PROBLEM TO WORK ON | From the entries below, please gather each line containing the string "bool".

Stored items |

_ _ _

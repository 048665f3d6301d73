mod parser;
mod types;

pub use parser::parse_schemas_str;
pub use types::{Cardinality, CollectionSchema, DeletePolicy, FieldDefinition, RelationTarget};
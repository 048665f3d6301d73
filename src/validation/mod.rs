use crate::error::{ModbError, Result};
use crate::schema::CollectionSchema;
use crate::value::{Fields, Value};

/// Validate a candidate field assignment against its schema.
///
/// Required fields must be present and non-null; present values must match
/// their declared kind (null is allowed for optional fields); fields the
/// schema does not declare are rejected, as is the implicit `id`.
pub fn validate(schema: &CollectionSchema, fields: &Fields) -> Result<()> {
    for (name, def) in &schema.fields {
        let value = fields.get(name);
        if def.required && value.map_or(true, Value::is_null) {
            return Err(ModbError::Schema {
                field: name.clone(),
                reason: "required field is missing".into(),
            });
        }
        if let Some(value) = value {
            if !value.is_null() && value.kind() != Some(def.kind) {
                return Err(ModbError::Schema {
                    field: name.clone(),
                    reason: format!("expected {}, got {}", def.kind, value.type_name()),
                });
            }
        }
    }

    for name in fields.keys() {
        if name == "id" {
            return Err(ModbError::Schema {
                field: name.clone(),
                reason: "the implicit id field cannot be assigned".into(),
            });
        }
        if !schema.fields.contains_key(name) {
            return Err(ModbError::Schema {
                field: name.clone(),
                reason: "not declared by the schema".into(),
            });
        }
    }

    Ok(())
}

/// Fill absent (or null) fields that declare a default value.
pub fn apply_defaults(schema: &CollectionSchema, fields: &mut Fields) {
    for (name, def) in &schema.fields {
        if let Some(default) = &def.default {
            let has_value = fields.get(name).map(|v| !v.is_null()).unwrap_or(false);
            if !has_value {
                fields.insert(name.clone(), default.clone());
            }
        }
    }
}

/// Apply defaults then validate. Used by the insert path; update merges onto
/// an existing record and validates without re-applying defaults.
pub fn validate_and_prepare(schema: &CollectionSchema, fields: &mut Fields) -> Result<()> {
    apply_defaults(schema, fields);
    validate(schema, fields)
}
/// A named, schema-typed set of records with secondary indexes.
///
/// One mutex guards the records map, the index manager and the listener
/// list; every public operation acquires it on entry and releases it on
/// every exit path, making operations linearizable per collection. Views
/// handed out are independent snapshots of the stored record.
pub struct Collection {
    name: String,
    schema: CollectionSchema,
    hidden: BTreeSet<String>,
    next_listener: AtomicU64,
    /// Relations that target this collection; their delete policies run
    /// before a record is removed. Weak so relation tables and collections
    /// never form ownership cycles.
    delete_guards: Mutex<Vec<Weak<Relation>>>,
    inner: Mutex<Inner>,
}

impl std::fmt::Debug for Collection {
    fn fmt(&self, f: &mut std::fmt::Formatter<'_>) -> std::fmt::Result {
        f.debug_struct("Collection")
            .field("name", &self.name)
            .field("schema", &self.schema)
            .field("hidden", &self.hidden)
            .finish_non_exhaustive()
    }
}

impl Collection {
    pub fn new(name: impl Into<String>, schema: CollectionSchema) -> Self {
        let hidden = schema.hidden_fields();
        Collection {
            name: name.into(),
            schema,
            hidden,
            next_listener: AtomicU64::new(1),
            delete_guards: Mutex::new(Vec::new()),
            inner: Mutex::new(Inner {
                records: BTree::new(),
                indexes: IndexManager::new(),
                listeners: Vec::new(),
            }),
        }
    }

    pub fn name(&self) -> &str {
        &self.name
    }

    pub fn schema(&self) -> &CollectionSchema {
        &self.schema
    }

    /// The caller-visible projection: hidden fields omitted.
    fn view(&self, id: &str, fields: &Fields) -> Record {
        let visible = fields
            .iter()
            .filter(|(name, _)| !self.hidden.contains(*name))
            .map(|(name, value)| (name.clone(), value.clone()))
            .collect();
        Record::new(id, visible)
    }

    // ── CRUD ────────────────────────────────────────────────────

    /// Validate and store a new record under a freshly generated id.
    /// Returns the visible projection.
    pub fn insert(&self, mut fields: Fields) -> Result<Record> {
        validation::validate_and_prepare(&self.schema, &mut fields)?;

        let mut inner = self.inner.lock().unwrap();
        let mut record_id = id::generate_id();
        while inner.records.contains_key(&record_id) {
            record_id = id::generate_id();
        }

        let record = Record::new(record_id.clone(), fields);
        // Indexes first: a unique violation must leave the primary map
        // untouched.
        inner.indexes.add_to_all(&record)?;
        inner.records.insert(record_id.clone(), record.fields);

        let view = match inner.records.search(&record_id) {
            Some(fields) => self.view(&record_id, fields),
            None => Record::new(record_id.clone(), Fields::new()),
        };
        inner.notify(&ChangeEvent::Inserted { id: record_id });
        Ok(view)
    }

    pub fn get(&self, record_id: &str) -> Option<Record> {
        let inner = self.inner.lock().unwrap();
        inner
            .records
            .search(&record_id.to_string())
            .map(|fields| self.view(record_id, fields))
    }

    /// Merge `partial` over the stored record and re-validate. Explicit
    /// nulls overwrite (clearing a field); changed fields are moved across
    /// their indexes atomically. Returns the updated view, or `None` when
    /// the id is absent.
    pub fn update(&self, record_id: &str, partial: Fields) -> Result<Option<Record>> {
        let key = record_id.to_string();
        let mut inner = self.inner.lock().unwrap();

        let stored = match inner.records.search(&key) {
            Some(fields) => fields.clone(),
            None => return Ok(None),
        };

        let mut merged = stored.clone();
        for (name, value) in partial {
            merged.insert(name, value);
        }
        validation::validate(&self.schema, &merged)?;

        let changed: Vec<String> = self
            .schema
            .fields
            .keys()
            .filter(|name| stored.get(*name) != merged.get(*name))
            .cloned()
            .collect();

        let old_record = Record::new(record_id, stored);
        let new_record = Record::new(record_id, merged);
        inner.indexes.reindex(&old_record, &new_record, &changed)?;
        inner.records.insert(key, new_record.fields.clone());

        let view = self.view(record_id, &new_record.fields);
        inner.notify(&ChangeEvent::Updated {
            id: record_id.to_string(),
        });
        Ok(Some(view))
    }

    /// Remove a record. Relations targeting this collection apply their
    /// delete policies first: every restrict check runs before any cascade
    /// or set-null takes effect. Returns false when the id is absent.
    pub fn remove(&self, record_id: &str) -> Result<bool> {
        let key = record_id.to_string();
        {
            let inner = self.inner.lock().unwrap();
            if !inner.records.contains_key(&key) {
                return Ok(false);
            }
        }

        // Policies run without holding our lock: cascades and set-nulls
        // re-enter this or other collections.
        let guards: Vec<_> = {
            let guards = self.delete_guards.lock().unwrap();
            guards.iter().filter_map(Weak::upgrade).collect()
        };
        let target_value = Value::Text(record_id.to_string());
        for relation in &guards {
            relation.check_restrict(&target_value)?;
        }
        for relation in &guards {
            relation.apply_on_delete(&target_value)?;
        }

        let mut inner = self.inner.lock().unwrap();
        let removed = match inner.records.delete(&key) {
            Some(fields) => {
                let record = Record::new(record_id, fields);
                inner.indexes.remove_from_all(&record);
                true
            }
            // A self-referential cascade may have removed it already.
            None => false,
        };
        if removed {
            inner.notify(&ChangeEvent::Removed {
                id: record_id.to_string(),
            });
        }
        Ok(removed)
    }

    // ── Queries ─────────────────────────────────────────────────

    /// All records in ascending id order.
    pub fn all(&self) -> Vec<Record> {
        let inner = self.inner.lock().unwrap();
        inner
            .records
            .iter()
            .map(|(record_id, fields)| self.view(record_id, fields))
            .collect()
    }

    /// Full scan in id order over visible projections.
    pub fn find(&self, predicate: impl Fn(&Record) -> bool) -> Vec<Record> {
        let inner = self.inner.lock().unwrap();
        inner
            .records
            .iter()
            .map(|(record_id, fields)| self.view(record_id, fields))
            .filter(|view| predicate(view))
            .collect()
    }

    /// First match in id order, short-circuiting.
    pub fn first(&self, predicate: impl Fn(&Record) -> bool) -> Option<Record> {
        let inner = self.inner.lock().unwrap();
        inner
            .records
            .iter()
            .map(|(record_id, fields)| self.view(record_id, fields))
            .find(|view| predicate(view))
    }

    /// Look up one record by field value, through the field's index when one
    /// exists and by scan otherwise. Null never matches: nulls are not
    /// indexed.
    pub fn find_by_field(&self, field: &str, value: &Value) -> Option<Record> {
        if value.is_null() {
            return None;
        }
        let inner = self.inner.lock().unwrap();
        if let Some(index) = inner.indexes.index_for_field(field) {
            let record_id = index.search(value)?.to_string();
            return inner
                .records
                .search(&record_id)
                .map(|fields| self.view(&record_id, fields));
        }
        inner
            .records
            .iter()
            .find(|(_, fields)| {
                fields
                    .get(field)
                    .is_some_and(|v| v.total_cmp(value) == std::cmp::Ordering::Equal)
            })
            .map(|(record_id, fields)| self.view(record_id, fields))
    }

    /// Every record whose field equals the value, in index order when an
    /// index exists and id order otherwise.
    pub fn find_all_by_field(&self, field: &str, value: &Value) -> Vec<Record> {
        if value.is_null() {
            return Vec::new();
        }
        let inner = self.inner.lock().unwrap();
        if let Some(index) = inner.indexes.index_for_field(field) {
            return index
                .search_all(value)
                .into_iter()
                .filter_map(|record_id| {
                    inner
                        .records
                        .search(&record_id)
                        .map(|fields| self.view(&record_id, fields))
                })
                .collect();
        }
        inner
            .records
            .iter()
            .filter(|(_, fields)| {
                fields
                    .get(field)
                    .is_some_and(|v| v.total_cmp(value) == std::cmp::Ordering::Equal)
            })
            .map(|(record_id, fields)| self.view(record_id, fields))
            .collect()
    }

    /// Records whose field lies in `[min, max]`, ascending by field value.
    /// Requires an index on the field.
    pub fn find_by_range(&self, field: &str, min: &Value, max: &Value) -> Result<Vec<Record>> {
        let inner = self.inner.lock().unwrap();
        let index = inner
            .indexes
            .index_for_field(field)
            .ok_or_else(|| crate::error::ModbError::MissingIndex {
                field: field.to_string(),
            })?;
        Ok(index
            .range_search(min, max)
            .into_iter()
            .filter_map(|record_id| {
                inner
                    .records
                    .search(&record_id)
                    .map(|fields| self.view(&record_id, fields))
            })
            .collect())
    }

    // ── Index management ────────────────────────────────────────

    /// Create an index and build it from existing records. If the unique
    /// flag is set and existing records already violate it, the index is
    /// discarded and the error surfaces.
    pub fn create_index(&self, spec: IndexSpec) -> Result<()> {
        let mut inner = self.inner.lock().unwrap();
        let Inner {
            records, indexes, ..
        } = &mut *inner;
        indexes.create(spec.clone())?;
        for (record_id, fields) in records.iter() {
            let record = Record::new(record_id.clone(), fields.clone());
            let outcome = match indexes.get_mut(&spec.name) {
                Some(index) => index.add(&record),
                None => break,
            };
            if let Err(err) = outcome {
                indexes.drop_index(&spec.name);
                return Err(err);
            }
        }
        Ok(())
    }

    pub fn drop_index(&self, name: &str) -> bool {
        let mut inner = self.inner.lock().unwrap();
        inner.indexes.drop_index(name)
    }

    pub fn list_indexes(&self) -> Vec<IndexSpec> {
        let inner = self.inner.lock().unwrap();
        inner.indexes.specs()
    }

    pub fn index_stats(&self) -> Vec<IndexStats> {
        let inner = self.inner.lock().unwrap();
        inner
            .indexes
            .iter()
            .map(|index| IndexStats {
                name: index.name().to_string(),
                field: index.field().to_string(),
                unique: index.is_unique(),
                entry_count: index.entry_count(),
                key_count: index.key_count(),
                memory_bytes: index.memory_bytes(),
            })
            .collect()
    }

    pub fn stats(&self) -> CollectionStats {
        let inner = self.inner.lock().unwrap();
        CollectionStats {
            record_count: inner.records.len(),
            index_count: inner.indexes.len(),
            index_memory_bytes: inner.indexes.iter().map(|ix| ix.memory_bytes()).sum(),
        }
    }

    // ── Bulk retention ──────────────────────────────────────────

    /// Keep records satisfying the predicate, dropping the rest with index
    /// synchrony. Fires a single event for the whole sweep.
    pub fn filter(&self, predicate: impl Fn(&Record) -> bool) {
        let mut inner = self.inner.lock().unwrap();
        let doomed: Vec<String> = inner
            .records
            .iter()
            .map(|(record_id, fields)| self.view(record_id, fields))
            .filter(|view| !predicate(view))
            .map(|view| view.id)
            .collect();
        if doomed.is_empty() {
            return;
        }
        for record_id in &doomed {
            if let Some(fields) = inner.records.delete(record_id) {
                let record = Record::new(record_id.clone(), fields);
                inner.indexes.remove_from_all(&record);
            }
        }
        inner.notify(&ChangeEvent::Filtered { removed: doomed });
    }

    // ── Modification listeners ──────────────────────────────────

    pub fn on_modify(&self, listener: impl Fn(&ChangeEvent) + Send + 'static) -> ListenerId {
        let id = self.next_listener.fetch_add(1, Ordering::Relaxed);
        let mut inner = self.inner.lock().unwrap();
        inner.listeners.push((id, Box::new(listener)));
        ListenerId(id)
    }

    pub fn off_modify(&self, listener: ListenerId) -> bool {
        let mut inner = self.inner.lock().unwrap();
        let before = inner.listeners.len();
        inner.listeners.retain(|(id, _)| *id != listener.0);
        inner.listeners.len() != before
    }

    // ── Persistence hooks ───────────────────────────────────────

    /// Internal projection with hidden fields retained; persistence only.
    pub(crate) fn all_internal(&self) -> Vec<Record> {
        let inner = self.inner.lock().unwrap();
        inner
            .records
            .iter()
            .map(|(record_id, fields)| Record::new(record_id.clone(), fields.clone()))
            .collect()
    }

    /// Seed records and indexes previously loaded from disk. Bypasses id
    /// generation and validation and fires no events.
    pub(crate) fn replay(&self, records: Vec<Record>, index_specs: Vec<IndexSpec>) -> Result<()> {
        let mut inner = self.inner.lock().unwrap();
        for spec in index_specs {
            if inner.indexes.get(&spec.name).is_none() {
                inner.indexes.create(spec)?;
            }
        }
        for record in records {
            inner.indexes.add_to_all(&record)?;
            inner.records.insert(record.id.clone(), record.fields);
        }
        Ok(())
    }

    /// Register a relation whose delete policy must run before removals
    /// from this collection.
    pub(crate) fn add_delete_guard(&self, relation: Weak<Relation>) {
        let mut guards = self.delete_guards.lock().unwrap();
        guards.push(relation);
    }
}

_ _ _

ANSWER BOX |
    pub fn remove(&self, record_id: &str) -> Result<bool> {
    pub fn find(&self, predicate: impl Fn(&Record) -> bool) -> Vec<Record> {
    pub fn first(&self, predicate: impl Fn(&Record) -> bool) -> Option<Record> {
    pub fn drop_index(&self, name: &str) -> bool {
    pub fn filter(&self, predicate: impl Fn(&Record) -> bool) {
    pub fn off_modify(&self, listener: ListenerId) -> bool {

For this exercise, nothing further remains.